== Input data ==

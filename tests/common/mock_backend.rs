//! Mock HTTP server standing in for the remote store and the TTS vendor.

#![allow(dead_code)]

use axum::body::Body;
use axum::extract::State;
use axum::http::{Request, Response, StatusCode};
use axum::routing::any;
use axum::Router;
use std::collections::VecDeque;
use std::net::SocketAddr;
use std::sync::Arc;
use tokio::net::TcpListener;
use tokio::sync::Mutex;

/// A captured request for assertions.
#[derive(Debug, Clone)]
pub struct CapturedRequest {
    pub method: String,
    pub path: String,
    /// Raw (still percent-encoded) query string.
    pub query: String,
    pub headers: Vec<(String, String)>,
    pub body: Vec<u8>,
}

impl CapturedRequest {
    pub fn header(&self, name: &str) -> Option<&str> {
        self.headers
            .iter()
            .find(|(k, _)| k.eq_ignore_ascii_case(name))
            .map(|(_, v)| v.as_str())
    }

    /// Query pairs with percent-encoding removed.
    pub fn query_pairs(&self) -> Vec<(String, String)> {
        reqwest::Url::parse(&format!("http://mock/?{}", self.query))
            .map(|url| url.query_pairs().into_owned().collect())
            .unwrap_or_default()
    }

    pub fn json(&self) -> serde_json::Value {
        serde_json::from_slice(&self.body).expect("request body is not JSON")
    }
}

/// A mock response to return.
#[derive(Debug, Clone)]
pub struct MockResponse {
    pub status: u16,
    pub headers: Vec<(String, String)>,
    pub body: Vec<u8>,
    pub delay_ms: u64,
}

impl Default for MockResponse {
    fn default() -> Self {
        Self {
            status: 201,
            headers: vec![("content-type".to_string(), "application/json".to_string())],
            body: b"[]".to_vec(),
            delay_ms: 0,
        }
    }
}

impl MockResponse {
    pub fn json(body: &str) -> Self {
        Self {
            status: 200,
            headers: vec![("content-type".to_string(), "application/json".to_string())],
            body: body.as_bytes().to_vec(),
            delay_ms: 0,
        }
    }

    pub fn error(status: u16, message: &str) -> Self {
        Self {
            status,
            headers: vec![("content-type".to_string(), "application/json".to_string())],
            body: format!(r#"{{"message": "{}"}}"#, message).into_bytes(),
            delay_ms: 0,
        }
    }

    pub fn audio(bytes: &[u8]) -> Self {
        Self {
            status: 200,
            headers: vec![("content-type".to_string(), "audio/mpeg".to_string())],
            body: bytes.to_vec(),
            delay_ms: 0,
        }
    }

    pub fn with_delay(mut self, ms: u64) -> Self {
        self.delay_ms = ms;
        self
    }
}

#[derive(Clone)]
struct MockState {
    requests: Arc<Mutex<Vec<CapturedRequest>>>,
    responses: Arc<Mutex<VecDeque<MockResponse>>>,
}

/// Mock backend server for testing.
pub struct MockBackend {
    pub addr: SocketAddr,
    state: MockState,
    shutdown: tokio::sync::watch::Sender<bool>,
}

impl MockBackend {
    /// Start a new mock backend server.
    pub async fn start() -> Self {
        let state = MockState {
            requests: Arc::new(Mutex::new(Vec::new())),
            responses: Arc::new(Mutex::new(VecDeque::new())),
        };

        let (shutdown_tx, mut shutdown_rx) = tokio::sync::watch::channel(false);

        let app = Router::new()
            .route("/{*path}", any(handle_request))
            .with_state(state.clone());

        let listener = TcpListener::bind("127.0.0.1:0")
            .await
            .expect("Failed to bind mock server");
        let addr = listener.local_addr().unwrap();

        tokio::spawn(async move {
            axum::serve(listener, app)
                .with_graceful_shutdown(async move {
                    let _ = shutdown_rx.changed().await;
                })
                .await
                .ok();
        });

        // Wait for server to be ready
        tokio::time::sleep(tokio::time::Duration::from_millis(10)).await;

        Self {
            addr,
            state,
            shutdown: shutdown_tx,
        }
    }

    /// Enqueue a response to be returned for the next request.
    pub async fn enqueue_response(&self, resp: MockResponse) {
        self.state.responses.lock().await.push_back(resp);
    }

    /// Get all captured requests.
    pub async fn captured_requests(&self) -> Vec<CapturedRequest> {
        self.state.requests.lock().await.clone()
    }

    /// Get the base URL for this mock server.
    pub fn base_url(&self) -> String {
        format!("http://{}", self.addr)
    }

    /// Clear captured requests.
    pub async fn clear(&self) {
        self.state.requests.lock().await.clear();
        self.state.responses.lock().await.clear();
    }
}

impl Drop for MockBackend {
    fn drop(&mut self) {
        let _ = self.shutdown.send(true);
    }
}

async fn handle_request(
    State(state): State<MockState>,
    req: Request<Body>,
) -> Response<Body> {
    let method = req.method().to_string();
    let path = req.uri().path().to_string();
    let query = req.uri().query().unwrap_or("").to_string();
    let headers: Vec<(String, String)> = req
        .headers()
        .iter()
        .map(|(k, v)| (k.to_string(), v.to_str().unwrap_or("").to_string()))
        .collect();

    let body_bytes = axum::body::to_bytes(req.into_body(), 1024 * 1024)
        .await
        .unwrap_or_default()
        .to_vec();

    state.requests.lock().await.push(CapturedRequest {
        method,
        path,
        query,
        headers,
        body: body_bytes,
    });

    let mock_resp = state
        .responses
        .lock()
        .await
        .pop_front()
        .unwrap_or_default();

    if mock_resp.delay_ms > 0 {
        tokio::time::sleep(tokio::time::Duration::from_millis(mock_resp.delay_ms)).await;
    }

    let mut builder = Response::builder().status(StatusCode::from_u16(mock_resp.status).unwrap());

    for (name, value) in mock_resp.headers {
        builder = builder.header(name, value);
    }

    builder.body(Body::from(mock_resp.body)).unwrap()
}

===

● **What you should do**: The complete set of entries above must be reproduced verbatim.

● **Written solution**:
filename tests/common/mock_backend.rs
//! Mock HTTP server standing in for the remote store and the TTS vendor.

#![allow(dead_code)]

use axum::body::Body;
use axum::extract::State;
use axum::http::{Request, Response, StatusCode};
use axum::routing::any;
use axum::Router;
use std::collections::VecDeque;
use std::net::SocketAddr;
use std::sync::Arc;
use tokio::net::TcpListener;
use tokio::sync::Mutex;

/// A captured request for assertions.
#[derive(Debug, Clone)]
pub struct CapturedRequest {
    pub method: String,
    pub path: String,
    /// Raw (still percent-encoded) query string.
    pub query: String,
    pub headers: Vec<(String, String)>,
    pub body: Vec<u8>,
}

impl CapturedRequest {
    pub fn header(&self, name: &str) -> Option<&str> {
        self.headers
            .iter()
            .find(|(k, _)| k.eq_ignore_ascii_case(name))
            .map(|(_, v)| v.as_str())
    }

    /// Query pairs with percent-encoding removed.
    pub fn query_pairs(&self) -> Vec<(String, String)> {
        reqwest::Url::parse(&format!("http://mock/?{}", self.query))
            .map(|url| url.query_pairs().into_owned().collect())
            .unwrap_or_default()
    }

    pub fn json(&self) -> serde_json::Value {
        serde_json::from_slice(&self.body).expect("request body is not JSON")
    }
}

/// A mock response to return.
#[derive(Debug, Clone)]
pub struct MockResponse {
    pub status: u16,
    pub headers: Vec<(String, String)>,
    pub body: Vec<u8>,
    pub delay_ms: u64,
}

impl Default for MockResponse {
    fn default() -> Self {
        Self {
            status: 201,
            headers: vec![("content-type".to_string(), "application/json".to_string())],
            body: b"[]".to_vec(),
            delay_ms: 0,
        }
    }
}

impl MockResponse {
    pub fn json(body: &str) -> Self {
        Self {
            status: 200,
            headers: vec![("content-type".to_string(), "application/json".to_string())],
            body: body.as_bytes().to_vec(),
            delay_ms: 0,
        }
    }

    pub fn error(status: u16, message: &str) -> Self {
        Self {
            status,
            headers: vec![("content-type".to_string(), "application/json".to_string())],
            body: format!(r#"{{"message": "{}"}}"#, message).into_bytes(),
            delay_ms: 0,
        }
    }

    pub fn audio(bytes: &[u8]) -> Self {
        Self {
            status: 200,
            headers: vec![("content-type".to_string(), "audio/mpeg".to_string())],
            body: bytes.to_vec(),
            delay_ms: 0,
        }
    }

    pub fn with_delay(mut self, ms: u64) -> Self {
        self.delay_ms = ms;
        self
    }
}

#[derive(Clone)]
struct MockState {
    requests: Arc<Mutex<Vec<CapturedRequest>>>,
    responses: Arc<Mutex<VecDeque<MockResponse>>>,
}

/// Mock backend server for testing.
pub struct MockBackend {
    pub addr: SocketAddr,
    state: MockState,
    shutdown: tokio::sync::watch::Sender<bool>,
}

impl MockBackend {
    /// Start a new mock backend server.
    pub async fn start() -> Self {
        let state = MockState {
            requests: Arc::new(Mutex::new(Vec::new())),
            responses: Arc::new(Mutex::new(VecDeque::new())),
        };

        let (shutdown_tx, mut shutdown_rx) = tokio::sync::watch::channel(false);

        let app = Router::new()
            .route("/{*path}", any(handle_request))
            .with_state(state.clone());

        let listener = TcpListener::bind("127.0.0.1:0")
            .await
            .expect("Failed to bind mock server");
        let addr = listener.local_addr().unwrap();

        tokio::spawn(async move {
            axum::serve(listener, app)
                .with_graceful_shutdown(async move {
                    let _ = shutdown_rx.changed().await;
                })
                .await
                .ok();
        });

        // Wait for server to be ready
        tokio::time::sleep(tokio::time::Duration::from_millis(10)).await;

        Self {
            addr,
            state,
            shutdown: shutdown_tx,
        }
    }

    /// Enqueue a response to be returned for the next request.
    pub async fn enqueue_response(&self, resp: MockResponse) {
        self.state.responses.lock().await.push_back(resp);
    }

    /// Get all captured requests.
    pub async fn captured_requests(&self) -> Vec<CapturedRequest> {
        self.state.requests.lock().await.clone()
    }

    /// Get the base URL for this mock server.
    pub fn base_url(&self) -> String {
        format!("http://{}", self.addr)
    }

    /// Clear captured requests.
    pub async fn clear(&self) {
        self.state.requests.lock().await.clear();
        self.state.responses.lock().await.clear();
    }
}

impl Drop for MockBackend {
    fn drop(&mut self) {
        let _ = self.shutdown.send(true);
    }
}

async fn handle_request(
    State(state): State<MockState>,
    req: Request<Body>,
) -> Response<Body> {
    let method = req.method().to_string();
    let path = req.uri().path().to_string();
    let query = req.uri().query().unwrap_or("").to_string();
    let headers: Vec<(String, String)> = req
        .headers()
        .iter()
        .map(|(k, v)| (k.to_string(), v.to_str().unwrap_or("").to_string()))
        .collect();

    let body_bytes = axum::body::to_bytes(req.into_body(), 1024 * 1024)
        .await
        .unwrap_or_default()
        .to_vec();

    state.requests.lock().await.push(CapturedRequest {
        method,
        path,
        query,
        headers,
        body: body_bytes,
    });

    let mock_resp = state
        .responses
        .lock()
        .await
        .pop_front()
        .unwrap_or_default();

    if mock_resp.delay_ms > 0 {
        tokio::time::sleep(tokio::time::Duration::from_millis(mock_resp.delay_ms)).await;
    }

    let mut builder = Response::builder().status(StatusCode::from_u16(mock_resp.status).unwrap());

    for (name, value) in mock_resp.headers {
        builder = builder.header(name, value);
    }

    builder.body(Body::from(mock_resp.body)).unwrap()
}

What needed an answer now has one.